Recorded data

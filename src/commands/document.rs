use anyhow::{Context, Result};
use colored::Colorize;
use std::fs;
use std::path::{Path, PathBuf};

use crate::config::Settings;
use crate::database::ChunkStore;
use crate::document::source::{filter_noise, source_file_name, split_compiled};
use crate::document::{Chunker, ChunkerConfig, SourceDocument};
use crate::llm::embeddings::embedder_from_settings;
use crate::llm::Indexer;

/// Splits a compiled handbook dump into one filtered source file per document.
pub fn prepare(input: &Path, out_dir: &Path) -> Result<usize> {
    let compiled = fs::read_to_string(input)
        .with_context(|| format!("Failed to read {}", input.display()))?;
    fs::create_dir_all(out_dir)
        .with_context(|| format!("Failed to create {}", out_dir.display()))?;

    println!("📄 Preparing sources from: {}", input.display().to_string().bright_yellow());

    let mut written = 0;
    let mut dropped = 0;
    for doc in split_compiled(&compiled) {
        let Some(body) = filter_noise(&doc.body) else {
            tracing::debug!("Dropping {}: too little content after filtering", doc.source);
            dropped += 1;
            continue;
        };
        written += 1;
        let filtered = SourceDocument::new(doc.source, doc.path, body);
        let path = out_dir.join(source_file_name(written, &filtered.source));
        fs::write(&path, filtered.render())
            .with_context(|| format!("Failed to write {}", path.display()))?;
    }

    println!(
        "✅ Wrote {} sources to {} ({} dropped)",
        written.to_string().cyan(),
        out_dir.display(),
        dropped
    );
    Ok(written)
}

/// Chunks every source file under `sources_dir` in sorted order. Without
/// `append` the chunk store is emptied first.
pub fn chunk(sources_dir: &Path, settings: &Settings, append: bool) -> Result<usize> {
    let store = ChunkStore::new(&settings.chunks_dir);
    let start_id = if append && store.dir().exists() {
        store.max_id().context("Failed to read existing chunks")? + 1
    } else {
        // A full re-chunk replaces the store; stale chunks must not reach the index.
        let removed = store
            .clear()
            .with_context(|| format!("Failed to clear {}", store.dir().display()))?;
        if removed > 0 {
            println!("🧹 Removed {} chunks from the previous run", removed);
        }
        1
    };

    let mut chunker = Chunker::new(ChunkerConfig::default()).with_start_id(start_id);
    let mut written = 0;

    for path in source_files(sources_dir)? {
        let raw = fs::read_to_string(&path)
            .with_context(|| format!("Failed to read {}", path.display()))?;
        let Some(doc) = SourceDocument::parse(&raw) else {
            tracing::warn!("Skipping {}: no content after header", path.display());
            continue;
        };
        for chunk in chunker.chunk_document(&doc) {
            store
                .write(&chunk)
                .with_context(|| format!("Failed to write {}", chunk.chunk_id))?;
            written += 1;
        }
    }

    println!(
        "✅ Wrote {} chunks to {} (next id {})",
        written.to_string().cyan(),
        store.dir().display(),
        chunker.next_id()
    );
    Ok(written)
}

/// Embeds the stored chunks and writes the index pair.
pub async fn index(settings: &Settings) -> Result<()> {
    let store = ChunkStore::new(&settings.chunks_dir);
    let chunks = store
        .read_all()
        .with_context(|| format!("Failed to read chunks from {}", store.dir().display()))?;
    println!("🧮 Embedding {} chunks", chunks.len().to_string().cyan());

    let embedder = embedder_from_settings(settings)?;
    let (pair, report) = Indexer::new(embedder)
        .with_delay(settings.embed_delay)
        .with_progress(true)
        .build(chunks)
        .await
        .context("Index build failed")?;

    pair.save(&settings.index_dir)
        .with_context(|| format!("Failed to save index to {}", settings.index_dir.display()))?;

    println!(
        "✅ Indexed {} chunks (dim {}), skipped {} → {}",
        report.embedded.to_string().green(),
        pair.dimension(),
        report.skipped.to_string().yellow(),
        settings.index_dir.display()
    );
    Ok(())
}

fn source_files(dir: &Path) -> Result<Vec<PathBuf>> {
    let mut files: Vec<PathBuf> = fs::read_dir(dir)
        .with_context(|| format!("Failed to read {}", dir.display()))?
        .filter_map(|entry| entry.ok().map(|e| e.path()))
        .filter(|p| {
            p.extension()
                .map_or(false, |ext| ext == "txt" || ext == "md")
        })
        .collect();
    files.sort();
    Ok(files)
}
pub mod embeddings;
pub mod engine;
pub mod indexer;
pub mod orchestrator;
pub mod prompt;
pub mod semantic_search;

pub use embeddings::EmbeddingProvider;
pub use engine::{LoadSummary, QueryOutcome, RagEngine};
pub use indexer::{IndexReport, Indexer};
pub use orchestrator::{AnswerOrchestrator, AnswerResult, OrchestratorConfig};
pub use semantic_search::{Retriever, SearchHit};
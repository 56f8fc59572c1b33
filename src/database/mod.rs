pub mod chunk_store;
pub mod index_store;
pub mod vector_index;

pub use chunk_store::ChunkStore;
pub use index_store::{IndexEntry, IndexPair};
pub use vector_index::FlatL2Index;
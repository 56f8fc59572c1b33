pub mod chunker;
pub mod source;

pub use chunker::{infer_risk_level, Chunk, Chunker, ChunkerConfig, RiskLevel};
pub use source::SourceDocument;
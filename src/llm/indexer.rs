use indicatif::{ProgressBar, ProgressStyle};
use std::sync::Arc;
use std::time::Duration;

use crate::database::index_store::{IndexEntry, IndexPair};
use crate::database::vector_index::FlatL2Index;
use crate::document::chunker::Chunk;
use crate::error::{RagError, Result};
use crate::llm::embeddings::EmbeddingProvider;

/// Outcome counters of one build.
#[derive(Debug, Clone, Copy, Default, PartialEq, Eq)]
pub struct IndexReport {
    pub embedded: usize,
    pub skipped: usize,
}

/// Embeds chunks one by one into an index pair.
pub struct Indexer {
    embedder: Arc<dyn EmbeddingProvider>,
    delay: Duration,
    show_progress: bool,
}

impl Indexer {
    pub fn new(embedder: Arc<dyn EmbeddingProvider>) -> Self {
        Self {
            embedder,
            delay: Duration::from_millis(50),
            show_progress: false,
        }
    }

    /// Pause between consecutive embedding calls.
    pub fn with_delay(mut self, delay: Duration) -> Self {
        self.delay = delay;
        self
    }

    pub fn with_progress(mut self, show: bool) -> Self {
        self.show_progress = show;
        self
    }

    /// Builds the pair. A chunk whose embedding fails is skipped and leaves
    /// no row behind; a vector whose dimension disagrees with the first
    /// success aborts the build.
    pub async fn build<I>(&self, chunks: I) -> Result<(IndexPair, IndexReport)>
    where
        I: IntoIterator<Item = Chunk>,
        I::IntoIter: ExactSizeIterator,
    {
        let chunks = chunks.into_iter();
        let progress = self.progress_bar(chunks.len() as u64);

        let mut dimension: Option<usize> = None;
        let mut vectors: Vec<Vec<f32>> = Vec::new();
        let mut metadata = Vec::new();
        let mut report = IndexReport::default();

        for (position, chunk) in chunks.enumerate() {
            if position > 0 && !self.delay.is_zero() {
                tokio::time::sleep(self.delay).await;
            }
            progress.inc(1);

            let vector = match self.embedder.embed(&chunk.text).await {
                Ok(vector) => vector,
                Err(e) => {
                    tracing::warn!("Skipping {}: {}", chunk.chunk_id, e);
                    report.skipped += 1;
                    continue;
                }
            };

            let expected = *dimension.get_or_insert(vector.len());
            if vector.len() != expected {
                progress.abandon();
                return Err(RagError::DataIntegrity(format!(
                    "{} embedded to {} dims, index was started with {}",
                    chunk.chunk_id,
                    vector.len(),
                    expected
                )));
            }

            vectors.push(vector);
            metadata.push(IndexEntry::from(&chunk));
            report.embedded += 1;
        }

        progress.finish_and_clear();

        let dimension = dimension.ok_or(RagError::EmptyIndex)?;
        let mut index = FlatL2Index::new(dimension)?;
        for vector in &vectors {
            index.add(vector)?;
        }

        tracing::info!(
            "Built index with {} vectors (dim {}), skipped {}",
            report.embedded,
            dimension,
            report.skipped
        );
        Ok((IndexPair::new(index, metadata)?, report))
    }

    fn progress_bar(&self, len: u64) -> ProgressBar {
        if !self.show_progress {
            return ProgressBar::hidden();
        }
        let bar = ProgressBar::new(len);
        if let Ok(style) = ProgressStyle::with_template(
            "{spinner} Embedding [{bar:40}] {pos}/{len} ({eta})",
        ) {
            bar.set_style(style.progress_chars("=> "));
        }
        bar
    }
}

→ Problem statement:
Once you find the string "bool" in a line of the records, copy that line.

→ Result below:
pub fn chunk(sources_dir: &Path, settings: &Settings, append: bool) -> Result<usize> {
    show_progress: bool,
    pub fn with_progress(mut self, show: bool) -> Self {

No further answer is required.